Friday, May 20, 2011

National Pastime

In the United States, the traditional pastime is baseball.  Spring training happens in early March, the season shapes up by June, the All-Star break is in mid-summer and then the champions are crowned in late October.  There is the seventh inning stretch, Fenway Park (another shout out to the Boston Dunstans and Miguel Jones), peanuts and Cracker Jacks, nickel beer night and shagging fly balls.



Afghanistan doesn't have baseball.  The closest thing that they have is fighting.  Not like boxing, martial arts or any sanctioned sporting event.  The fighting they do instead involves improvised explosives, ambush and guerilla tactics and its been going on for hundreds of years in the same pattern.

In late spring, the beginnings of fighting season start to take shape.  After crop harvesting is complete, usually around the end of May, the fighting picks up and moves forward until the dominant players start to take charge in mid July.  In late September/October, those left standing are usually considered the champions and best set to take charge heading into the off-season.

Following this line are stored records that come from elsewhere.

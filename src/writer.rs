use std::fs;
use std::io::{self, BufWriter, Write};

use camino::Utf8Path;

use crate::domain::Metric;
use crate::error::StatsError;
use crate::stats::{MetricStats, SummaryRow};

pub const DEFAULT_PRECISION: usize = 2;

pub const HEADER: [&str; 20] = [
    "Species",
    "Min",
    "Max",
    "Median",
    "Mean",
    "StDev",
    "Assembly_count",
    "GC_Min",
    "GC_Max",
    "GC_Median",
    "GC_Mean",
    "GC_Stdev",
    "GC_count",
    "CDS_Min",
    "CDS_Max",
    "CDS_Median",
    "CDS_Mean",
    "CDS_Stdev",
    "CDS_count",
    "Consensus_TAXID",
];

/// Tab-separated summary table, one row per taxid.
#[derive(Debug, Clone, Copy)]
pub struct TableWriter {
    precision: usize,
}

impl Default for TableWriter {
    fn default() -> Self {
        Self::new(DEFAULT_PRECISION)
    }
}

impl TableWriter {
    pub fn new(precision: usize) -> Self {
        Self { precision }
    }

    pub fn precision(&self) -> usize {
        self.precision
    }

    pub fn write_rows<W: Write>(&self, rows: &[SummaryRow], out: W) -> io::Result<()> {
        let mut out = BufWriter::new(out);
        writeln!(out, "{}", HEADER.join("\t"))?;
        for row in rows {
            writeln!(out, "{}", self.format_row(row).join("\t"))?;
        }
        out.flush()
    }

    pub fn format_row(&self, row: &SummaryRow) -> Vec<String> {
        let mut cells = Vec::with_capacity(HEADER.len());
        cells.push(sanitize_name(&row.species));
        for metric in Metric::ALL {
            self.push_metric(&mut cells, row.metric(metric));
        }
        cells.push(row.taxid.to_string());
        cells
    }

    fn push_metric(&self, cells: &mut Vec<String>, stats: &MetricStats) {
        match &stats.summary {
            Some(summary) => {
                for value in [
                    summary.min,
                    summary.max,
                    summary.median,
                    summary.mean,
                    summary.stdev,
                ] {
                    cells.push(self.format_value(value));
                }
            }
            None => cells.extend(std::iter::repeat_n(String::new(), 5)),
        }
        cells.push(stats.retained().to_string());
    }

    fn format_value(&self, value: f64) -> String {
        let text = format!("{value:.prec$}", prec = self.precision);
        // -0.00 -> 0.00
        if text.starts_with('-') && text[1..].chars().all(|ch| ch == '0' || ch == '.') {
            return text[1..].to_string();
        }
        text
    }

    /// Writes the table next to `path` and renames it into place once complete.
    pub fn write_to_path(&self, rows: &[SummaryRow], path: &Utf8Path) -> Result<(), StatsError> {
        let parent = match path.parent() {
            Some(parent) if !parent.as_str().is_empty() => parent,
            _ => Utf8Path::new("."),
        };
        fs::create_dir_all(parent.as_std_path())
            .map_err(|err| StatsError::Filesystem(err.to_string()))?;
        let mut temp = tempfile::Builder::new()
            .prefix(".assembly-stats")
            .tempfile_in(parent.as_std_path())
            .map_err(|err| StatsError::Filesystem(err.to_string()))?;
        self.write_rows(rows, temp.as_file_mut())
            .map_err(|err| StatsError::Write(format!("{path}: {err}")))?;
        temp.persist(path.as_std_path())
            .map_err(|err| StatsError::Write(format!("{path}: {}", err.error)))?;
        Ok(())
    }
}

fn sanitize_name(name: &str) -> String {
    name.chars()
        .map(|ch| if matches!(ch, '\t' | '\n' | '\r') { ' ' } else { ch })
        .collect()
}
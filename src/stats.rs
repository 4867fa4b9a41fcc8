//! IQR outlier filtering and descriptive statistics per metric.
//!
//! All order statistics (Q1, Q3, median) go through [`interpolated_quantile`],
//! the linear interpolation between order statistics at `p * (n - 1)`.

use std::cmp::Ordering;

use serde::{Deserialize, Serialize};

use crate::aggregate::{MetricBucket, SpeciesGroup};
use crate::domain::{Metric, TaxId};
use crate::error::StatsError;

pub const DEFAULT_IQR_MULTIPLIER: f64 = 1.5;
pub const DEFAULT_MIN_FILTER_SIZE: usize = 4;

#[derive(Debug, Clone, Copy, PartialEq, Serialize, Deserialize)]
pub struct FilterSettings {
    /// Fence distance from the quartiles, in IQRs.
    pub multiplier: f64,
    /// Buckets smaller than this are never filtered.
    pub min_size: usize,
}

impl Default for FilterSettings {
    fn default() -> Self {
        Self {
            multiplier: DEFAULT_IQR_MULTIPLIER,
            min_size: DEFAULT_MIN_FILTER_SIZE,
        }
    }
}

/// Value at quantile `p` of an ascending slice. Returns `None` for an empty slice.
pub fn interpolated_quantile(sorted: &[f64], p: f64) -> Option<f64> {
    let last = sorted.len().checked_sub(1)?;
    let position = p.clamp(0.0, 1.0) * last as f64;
    let lower = position.floor() as usize;
    let upper = position.ceil() as usize;
    let fraction = position - lower as f64;
    let low = sorted[lower];
    let high = sorted[upper.min(last)];
    Some(low + (high - low) * fraction)
}

#[derive(Debug, Clone, Copy, PartialEq)]
pub struct Fences {
    pub q1: f64,
    pub q3: f64,
    pub lower: f64,
    pub upper: f64,
}

impl Fences {
    pub fn contains(&self, value: f64) -> bool {
        self.lower <= value && value <= self.upper
    }
}

/// Tukey fences of an ascending slice with at least one value.
pub fn fences(sorted: &[f64], multiplier: f64) -> Option<Fences> {
    let q1 = interpolated_quantile(sorted, 0.25)?;
    let q3 = interpolated_quantile(sorted, 0.75)?;
    let iqr = q3 - q1;
    Some(Fences {
        q1,
        q3,
        lower: q1 - multiplier * iqr,
        upper: q3 + multiplier * iqr,
    })
}

/// Drops values outside the IQR fences of `sorted`.
///
/// Small buckets pass through untouched, and a filter that would keep
/// nothing falls back to the input.
pub fn iqr_filter(sorted: &[f64], settings: &FilterSettings) -> Vec<f64> {
    if sorted.len() < settings.min_size {
        return sorted.to_vec();
    }
    let Some(fences) = fences(sorted, settings.multiplier) else {
        return Vec::new();
    };
    let kept = sorted
        .iter()
        .copied()
        .filter(|value| fences.contains(*value))
        .collect::<Vec<_>>();
    if kept.is_empty() {
        tracing::warn!(
            lower = fences.lower,
            upper = fences.upper,
            "IQR filter rejected every value, keeping the unfiltered bucket"
        );
        return sorted.to_vec();
    }
    kept
}

/// Summary of one metric after filtering.
#[derive(Debug, Clone, Copy, PartialEq, Serialize)]
pub struct MetricSummary {
    pub min: f64,
    pub max: f64,
    pub median: f64,
    pub mean: f64,
    pub stdev: f64,
    pub count: usize,
}

impl MetricSummary {
    /// Statistics of an ascending slice; `None` when it is empty.
    pub fn from_sorted(sorted: &[f64]) -> Option<Self> {
        let (&min, &max) = (sorted.first()?, sorted.last()?);
        let count = sorted.len();
        let median = interpolated_quantile(sorted, 0.5)?;
        // sums run on values divided by a power of two near the largest
        // magnitude: exact, and cannot overflow for finite input
        let scale = power_of_two_scale(min.abs().max(max.abs()));
        let scaled_mean = sorted.iter().map(|value| value / scale).sum::<f64>() / count as f64;
        let mean = scaled_mean * scale;
        let stdev = if count >= 2 {
            let squares = sorted
                .iter()
                .map(|value| (value / scale - scaled_mean).powi(2))
                .sum::<f64>();
            (squares / (count - 1) as f64).sqrt() * scale
        } else {
            0.0
        };
        Some(Self {
            min,
            max,
            median,
            mean,
            stdev,
            count,
        })
    }
}

fn power_of_two_scale(magnitude: f64) -> f64 {
    if !magnitude.is_normal() {
        return 1.0;
    }
    magnitude.log2().floor().exp2()
}

/// Filtered statistics for one metric. `summary` is `None` when the bucket was empty.
#[derive(Debug, Clone, Copy, PartialEq, Serialize)]
pub struct MetricStats {
    pub raw_count: usize,
    pub summary: Option<MetricSummary>,
}

impl MetricStats {
    pub fn retained(&self) -> usize {
        self.summary.map(|summary| summary.count).unwrap_or(0)
    }

    pub fn excluded(&self) -> usize {
        self.raw_count - self.retained()
    }
}

/// One output line: a taxid and the statistics of its three metrics.
#[derive(Debug, Clone, PartialEq, Serialize)]
pub struct SummaryRow {
    pub species: String,
    pub taxid: TaxId,
    pub genome_size_mb: MetricStats,
    pub gc_percent: MetricStats,
    pub cds_count: MetricStats,
}

impl SummaryRow {
    pub fn metric(&self, metric: Metric) -> &MetricStats {
        match metric {
            Metric::GenomeSize => &self.genome_size_mb,
            Metric::GcPercent => &self.gc_percent,
            Metric::CdsCount => &self.cds_count,
        }
    }
}

pub fn summarize_bucket(
    taxid: TaxId,
    metric: Metric,
    bucket: &MetricBucket,
    settings: &FilterSettings,
) -> Result<MetricStats, StatsError> {
    if let Some(bad) = bucket.values().iter().find(|value| !value.is_finite()) {
        return Err(StatsError::MalformedGroup {
            taxid: taxid.get(),
            reason: format!("non-finite {metric} value {bad}"),
        });
    }
    let mut sorted = bucket.values().to_vec();
    sorted.sort_by(|a, b| a.partial_cmp(b).unwrap_or(Ordering::Equal));
    let kept = iqr_filter(&sorted, settings);
    Ok(MetricStats {
        raw_count: sorted.len(),
        summary: MetricSummary::from_sorted(&kept),
    })
}

pub fn summarize(group: &SpeciesGroup, settings: &FilterSettings) -> Result<SummaryRow, StatsError> {
    let taxid = group.taxid();
    let stats = |metric: Metric| summarize_bucket(taxid, metric, group.bucket(metric), settings);
    Ok(SummaryRow {
        species: group.display_name().to_string(),
        taxid,
        genome_size_mb: stats(Metric::GenomeSize)?,
        gc_percent: stats(Metric::GcPercent)?,
        cds_count: stats(Metric::CdsCount)?,
    })
}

The Afghanis aren't too particular about who they fight.  They will fight anybody, and they love to fight with each other.  They don't really discriminate though, if it moves, and is disagreeable to them in any way, they will fight it.  Currently they have the NATO/ISAF folks to pick a fight with, and despite not having electricity, they are pretty good at it.  I guess they have to be good at something, in the U.S. I would say we are good at having indoor plumbing, not such a priority in this part of Asia.    


 So let's all root for our home team, how about it?